Directions: In the material below, identify each line bearing the word "BenchmarkId". Reproduce those lines.

======== Data in this exercise

//! Integration tests for batch compilation and bundling

use hyperfixi_compiler::OutputMode;
use hyperfixi_runtime::{BatchCompiler, BundleOptions, CompileOptions, ExtractedSnippet, bundle};

fn page() -> Vec<ExtractedSnippet> {
    vec![
        ExtractedSnippet::new("hyperscript", "on click toggle .active").at("index.html", 4, 12),
        ExtractedSnippet::new("hyperscript", "on click toggle .active").at("index.html", 9, 12),
        ExtractedSnippet::new("hyperscript", "クリックで.activeを切り替え")
            .at("ja/index.html", 4, 12)
            .in_language("ja"),
        ExtractedSnippet::new("hyperscript", "on load repeat 2 times increment :n end")
            .at("about.html", 1, 1),
    ]
}

// =============================================================================
// Batch
// =============================================================================

#[test]
fn ids_are_unique_across_the_batch() {
    let result = BatchCompiler::new(CompileOptions::default()).compile(&page());
    assert!(result.errors.is_empty(), "{:?}", result.errors);
    let ids: Vec<_> = result
        .compiled
        .iter()
        .map(|c| c.result.metadata.handler_id.as_str())
        .collect();
    assert_eq!(
        &ids[..3],
        ["_hf_click_toggle_active", "_hf_click_toggle_active_2", "_hf_click_toggle_active_3"]
    );
}

#[test]
fn stats_and_usage() {
    let mut snippets = page();
    snippets.push(ExtractedSnippet::new("bdd", "%%% ???").at("spec.html", 2, 3));
    let result = BatchCompiler::new(CompileOptions::default()).compile(&snippets);
    assert_eq!(result.stats.total_snippets, 5);
    assert_eq!(result.stats.compiled_count, 4);
    assert_eq!(result.stats.error_count, 1);
    assert_eq!(result.stats.domain_breakdown["hyperscript"], 4);
    assert_eq!(result.stats.domain_breakdown["bdd"], 1);

    let error = &result.errors[0];
    assert_eq!((error.file.as_str(), error.line, error.column), ("spec.html", 2, 3));

    assert_eq!(result.usage.snippets, 4);
    assert!(result.usage.total.commands.contains("toggle"));
    assert!(result.usage.files["about.html"].blocks.contains("repeat"));
    assert!(!result.usage.files.contains_key("spec.html"));
}

#[test]
fn stop_at_first_error() {
    let snippets = vec![
        ExtractedSnippet::new("hyperscript", "%%% ???"),
        ExtractedSnippet::new("hyperscript", "toggle .a"),
    ];
    let options = CompileOptions::default().with_continue_on_error(false);
    let result = BatchCompiler::new(options).compile(&snippets);
    assert_eq!(result.stats.error_count, 1);
    assert!(result.compiled.is_empty());
    assert_eq!(result.stats.total_snippets, 2);
}

#[test]
fn snippets_load_from_json() {
    let json = r#"[
        {"domain": "hyperscript", "code": "on click toggle .a", "file": "a.html", "line": 3, "column": 5},
        {"domain": "hyperscript", "code": "クリックで.aを切り替え", "language": "ja", "elementId": "btn"}
    ]"#;
    let snippets = ExtractedSnippet::list_from_json(json).unwrap();
    assert_eq!(snippets[0].location(), "a.html:3:5");
    assert_eq!(snippets[1].element_id.as_deref(), Some("btn"));
    let result = BatchCompiler::new(CompileOptions::default()).compile(&snippets);
    assert_eq!(result.stats.compiled_count, 2, "{:?}", result.errors);
    assert!(ExtractedSnippet::list_from_json("{}").is_err());
}

// =============================================================================
// Bundle
// =============================================================================

#[test]
fn bundle_registers_every_handler() {
    let result = BatchCompiler::new(CompileOptions::default()).compile(&page());
    let out = bundle(&result.compiled, &BundleOptions::default());
    for compiled in &result.compiled {
        let id = &compiled.result.metadata.handler_id;
        assert!(out.contains(&format!("function {id}(event)")), "{id}");
        assert!(out.contains(&format!("bind: {id}_bind")), "{id}");
    }
    assert!(out.contains("// ja/index.html:4:12"));
    assert!(out.starts_with("import * as runtime from '@hyperfixi/runtime';"));
}

#[test]
fn bundle_formats() {
    let result = BatchCompiler::new(CompileOptions::default()).compile(&page());
    let cjs = bundle(&result.compiled, &BundleOptions::default().with_format(OutputMode::Cjs));
    assert!(cjs.contains("require('@hyperfixi/runtime')"));
    assert!(!cjs.contains("import "));
    let iife = bundle(&result.compiled, &BundleOptions::default().with_format(OutputMode::Iife));
    assert!(iife.trim_end().ends_with("})(globalThis.hyperfixi);"));
}

#[test]
fn empty_bundle_is_still_a_module() {
    let out = bundle(&[], &BundleOptions::default());
    assert!(out.contains("const handlers = {"));
    assert!(out.ends_with("export default handlers;\n"));
}
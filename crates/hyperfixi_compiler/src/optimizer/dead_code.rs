//! Dead code elimination.

use super::OptimizationPass;
use crate::analyzer::AnalysisResult;
use crate::ast::AstNode;
use crate::visitor::AstTransform;

/// Drops statements after an unconditional terminator.
///
/// Each body is cut independently, so a `halt` inside an `if` branch only
/// shortens that branch.
#[derive(Clone, Copy, Debug, Default)]
pub struct DeadCodeElimination;

impl OptimizationPass for DeadCodeElimination {
    fn name(&self) -> &str {
        "dead-code-elimination"
    }

    fn should_run(&self, analysis: &AnalysisResult) -> bool {
        analysis.control_flow.can_throw
    }

    fn transform(&self, ast: AstNode, _analysis: &AnalysisResult) -> AstNode {
        Truncate.transform_node(ast)
    }
}

struct Truncate;

impl AstTransform for Truncate {
    fn transform_body(&mut self, body: Vec<AstNode>) -> Vec<AstNode> {
        let mut out = Vec::with_capacity(body.len());
        for node in body {
            let stop = node.is_terminator();
            out.push(self.transform_node(node));
            if stop {
                break;
            }
        }
        out
    }
}
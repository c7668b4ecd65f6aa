//! Benchmarks for the multilingual tokenizer.
//!
//! Run with: `cargo bench --package hyperfixi_i18n`

use criterion::{BenchmarkId, Criterion, Throughput, black_box, criterion_group, criterion_main};
use hyperfixi_i18n::{LanguageRegistry, Tokenizer};

// =============================================================================
// Tokenizer Benchmarks
// =============================================================================

fn bench_tokenizer(c: &mut Criterion) {
    let registry = LanguageRegistry::with_builtin();
    let mut group = c.benchmark_group("tokenizer");

    let cases = [
        ("en", "on click toggle .active on #button"),
        ("es", "en clic alternar .activo en #boton"),
        ("ja", "クリックで.activeを切り替え"),
        ("ko", "클릭 시 .active를 토글"),
        ("tr", "tıklama üzerine .active'i değiştir"),
        ("ar", "عند النقر بدّل .active"),
    ];

    for (code, source) in cases {
        let Ok(language) = registry.get(code) else {
            continue;
        };
        group.throughput(Throughput::Bytes(source.len() as u64));
        group.bench_with_input(BenchmarkId::new("handler", code), source, |b, s| {
            b.iter(|| Tokenizer::tokenize(black_box(s), language));
        });
    }

    let long = "on click\n  add .loading to me\n  fetch /api/items as json\n  put it into #list\n  remove .loading from me\n  wait 300ms\n  log 'done'\nend";
    if let Ok(en) = registry.get("en") {
        group.throughput(Throughput::Bytes(long.len() as u64));
        group.bench_with_input(BenchmarkId::new("multiline", long.len()), long, |b, s| {
            b.iter(|| Tokenizer::tokenize(black_box(s), en));
        });
    }

    group.finish();
}

criterion_group!(benches, bench_tokenizer);
criterion_main!(benches);
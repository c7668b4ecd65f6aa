//! Integration tests for the tokenizer
//!
//! Tests keyword recognition, segmentation, particles, and morphology per
//! locale.

use hyperfixi_i18n::{LanguageRegistry, Token, TokenKind, Tokenizer};
use proptest::prelude::*;

fn tokenize(code: &str, source: &str) -> Vec<Token> {
    let registry = LanguageRegistry::with_builtin();
    Tokenizer::tokenize(source, registry.get(code).unwrap()).to_vec()
}

fn normalized(tokens: &[Token]) -> Vec<&str> {
    tokens.iter().map(Token::canonical).collect()
}

// =============================================================================
// Keywords Per Language
// =============================================================================

#[test]
fn toggle_normalizes_in_every_language() {
    let cases = [
        ("en", "toggle .active"),
        ("es", "alternar .active"),
        ("it", "alterna .active"),
        ("ko", ".active를 토글"),
        ("tr", ".active'i değiştir"),
        ("ar", "بدّل .active"),
    ];
    for (code, source) in cases {
        let tokens = tokenize(code, source);
        assert!(
            tokens.iter().any(|t| t.normalized.as_deref() == Some("toggle")),
            "{code}: {source}"
        );
        assert!(
            tokens.iter().any(|t| t.kind == TokenKind::Selector && t.text == ".active"),
            "{code}: {source}"
        );
    }
}

#[test]
fn english_handler_stream() {
    let tokens = tokenize("en", "on click toggle .active on #button");
    assert_eq!(tokens.len(), 6);
    assert_eq!(tokens[0].kind, TokenKind::Particle);
    assert_eq!(tokens[0].normalized.as_deref(), Some("on"));
    assert_eq!(tokens[2].kind, TokenKind::Keyword);
    assert_eq!(tokens[3].kind, TokenKind::Selector);
    assert_eq!(tokens[5].text, "#button");
}

// =============================================================================
// Segmentation And Particles
// =============================================================================

#[test]
fn japanese_without_spaces_matches_spaced_form() {
    let spaced = tokenize("ja", "クリック で .active を 切り替え");
    let packed = tokenize("ja", "クリックで.activeを切り替え");
    assert_eq!(normalized(&spaced), normalized(&packed));
    assert_eq!(packed[1].kind, TokenKind::Particle);
    assert_eq!(packed[3].kind, TokenKind::Particle);
}

#[test]
fn korean_object_particle_splits_from_selector() {
    let tokens = tokenize("ko", ".active를 토글");
    let texts: Vec<_> = tokens.iter().map(|t| t.text.as_str()).collect();
    assert_eq!(texts, vec![".active", "를", "토글"]);
    assert_eq!(tokens[1].kind, TokenKind::Particle);
}

#[test]
fn turkish_apostrophe_suffix_becomes_particle() {
    let tokens = tokenize("tr", ".active'i değiştir");
    assert_eq!(tokens[0].text, ".active");
    assert_eq!(tokens[1].kind, TokenKind::Particle);
    assert_eq!(tokens[2].normalized.as_deref(), Some("toggle"));
}

#[test]
fn arabic_conjunction_prefix_is_stripped() {
    let tokens = tokenize("ar", "وبدل .active");
    assert_eq!(tokens[0].normalized.as_deref(), Some("toggle"));
    assert!(tokens[0].stem.is_some());
}

#[test]
fn spanish_gerund_is_stemmed() {
    let tokens = tokenize("es", "alternando .activo");
    assert_eq!(tokens[0].normalized.as_deref(), Some("toggle"));
    assert!(tokens[0].stem_confidence.is_some_and(|c| c < 1.0));
}

#[test]
fn spans_track_lines() {
    let tokens = tokenize("en", "on click\n  toggle .a\n  hide me");
    let lines: Vec<_> = tokens.iter().map(|t| t.span.line).collect();
    assert_eq!(lines, vec![1, 1, 2, 2, 3, 3]);
}

// =============================================================================
// Robustness
// =============================================================================

proptest! {
    #[test]
    fn tokenizer_never_panics(source in "\\PC{0,80}", code in prop::sample::select(vec!["en", "es", "it", "ja", "ko", "tr", "ar"])) {
        let tokens = tokenize(code, &source);
        for pair in tokens.windows(2) {
            prop_assert!(pair[0].span.end <= pair[1].span.start);
        }
    }

    #[test]
    fn selectors_survive_every_language(class in "[a-z][a-z0-9-]{0,12}", code in prop::sample::select(vec!["en", "es", "it", "ar"])) {
        let source = format!("toggle .{class}");
        let tokens = tokenize(code, &source);
        let expected = format!(".{class}");
        prop_assert!(tokens.iter().any(|t| t.kind == TokenKind::Selector && t.text == expected));
    }
}
#[cfg(test)]
mod tests {
    use super::*;
    use crate::codegen::CodegenOptions;

    fn emit_one(node: &AstNode) -> (String, usize) {
        let options = CodegenOptions::default();
        let mut ctx = CodegenContext::new(&options, "_hf");
        let mut out = Emitter::new();
        statement(&mut ctx, &mut out, node).unwrap();
        (out.finish(false), ctx.emitted())
    }

    #[test]
    fn toggle_class_on_me() {
        let node = AstNode::command("toggle").with_role("patient", AstNode::selector(".active"));
        assert_eq!(emit_one(&node).0, "ctx.me.classList.toggle('active');");
    }

    #[test]
    fn add_class_to_selector() {
        let node = AstNode::command("add")
            .with_role("patient", AstNode::selector(".a.b"))
            .with_role("destination", AstNode::selector("#box"));
        assert_eq!(
            emit_one(&node).0,
            "for (const el of document.querySelectorAll('#box')) el.classList.add('a', 'b');"
        );
    }

    #[test]
    fn attributes_and_assignment() {
        let node = AstNode::command("toggle").with_role("patient", AstNode::selector("@disabled"));
        assert_eq!(emit_one(&node).0, "ctx.me.toggleAttribute('disabled');");
        let node = AstNode::command("set")
            .with_role("destination", AstNode::variable(":n"))
            .with_role("patient", AstNode::number(1.0));
        assert_eq!(emit_one(&node).0, "ctx.locals.n = 1;");
    }

    #[test]
    fn increment_respects_target() {
        let node = AstNode::command("increment").with_role("patient", AstNode::variable(":n"));
        assert_eq!(emit_one(&node).0, "ctx.locals.n = (ctx.locals.n ?? 0) + 1;");
        let options = CodegenOptions {
            target: crate::codegen::CodegenTarget::Es2017,
            ..CodegenOptions::default()
        };
        let mut ctx = CodegenContext::new(&options, "_hf");
        let mut out = Emitter::new();
        statement(&mut ctx, &mut out, &node).unwrap();
        assert!(out.finish(false).contains("|| 0"));
    }

    #[test]
    fn signals_and_helpers() {
        let options = CodegenOptions::default();
        let mut ctx = CodegenContext::new(&options, "_hf");
        let mut out = Emitter::new();
        let nodes = vec![
            AstNode::command("wait").with_role("duration", AstNode::number(200.0)),
            AstNode::command("halt"),
        ];
        body(&mut ctx, &mut out, &nodes).unwrap();
        let text = out.finish(false);
        assert!(text.contains("await _rt.wait(200);"));
        assert!(text.contains("throw _rt.HALT;"));
        assert!(ctx.helpers().contains("HALT"));
    }

    #[test]
    fn repeat_sets_index() {
        let node = AstNode::Repeat {
            count: Some(Box::new(AstNode::number(10.0))),
            body: vec![AstNode::command("log").with_role("patient", AstNode::variable(":index"))],
        };
        let (text, emitted) = emit_one(&node);
        assert!(text.starts_with("for (let _i0 = 0; _i0 < 10; _i0++) {"));
        assert!(text.contains("ctx.locals.index = _i0;"));
        assert_eq!(emitted, 2);
    }

    #[test]
    fn unknown_commands_emit_nothing_countable() {
        let (text, emitted) = emit_one(&AstNode::command("install"));
        assert_eq!(text, "/* unsupported command: install */");
        assert_eq!(emitted, 0);
    }

    #[test]
    fn missing_role_is_an_error() {
        let options = CodegenOptions::default();
        let mut ctx = CodegenContext::new(&options, "_hf");
        let mut out = Emitter::new();
        assert!(statement(&mut ctx, &mut out, &AstNode::command("set")).is_err());
    }
}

================

Solved exercise:
use criterion::{BenchmarkId, Criterion, Throughput, black_box, criterion_group, criterion_main};
        group.bench_with_input(BenchmarkId::new("handler", code), source, |b, s| {
        group.bench_with_input(BenchmarkId::new("multiline", long.len()), long, |b, s| {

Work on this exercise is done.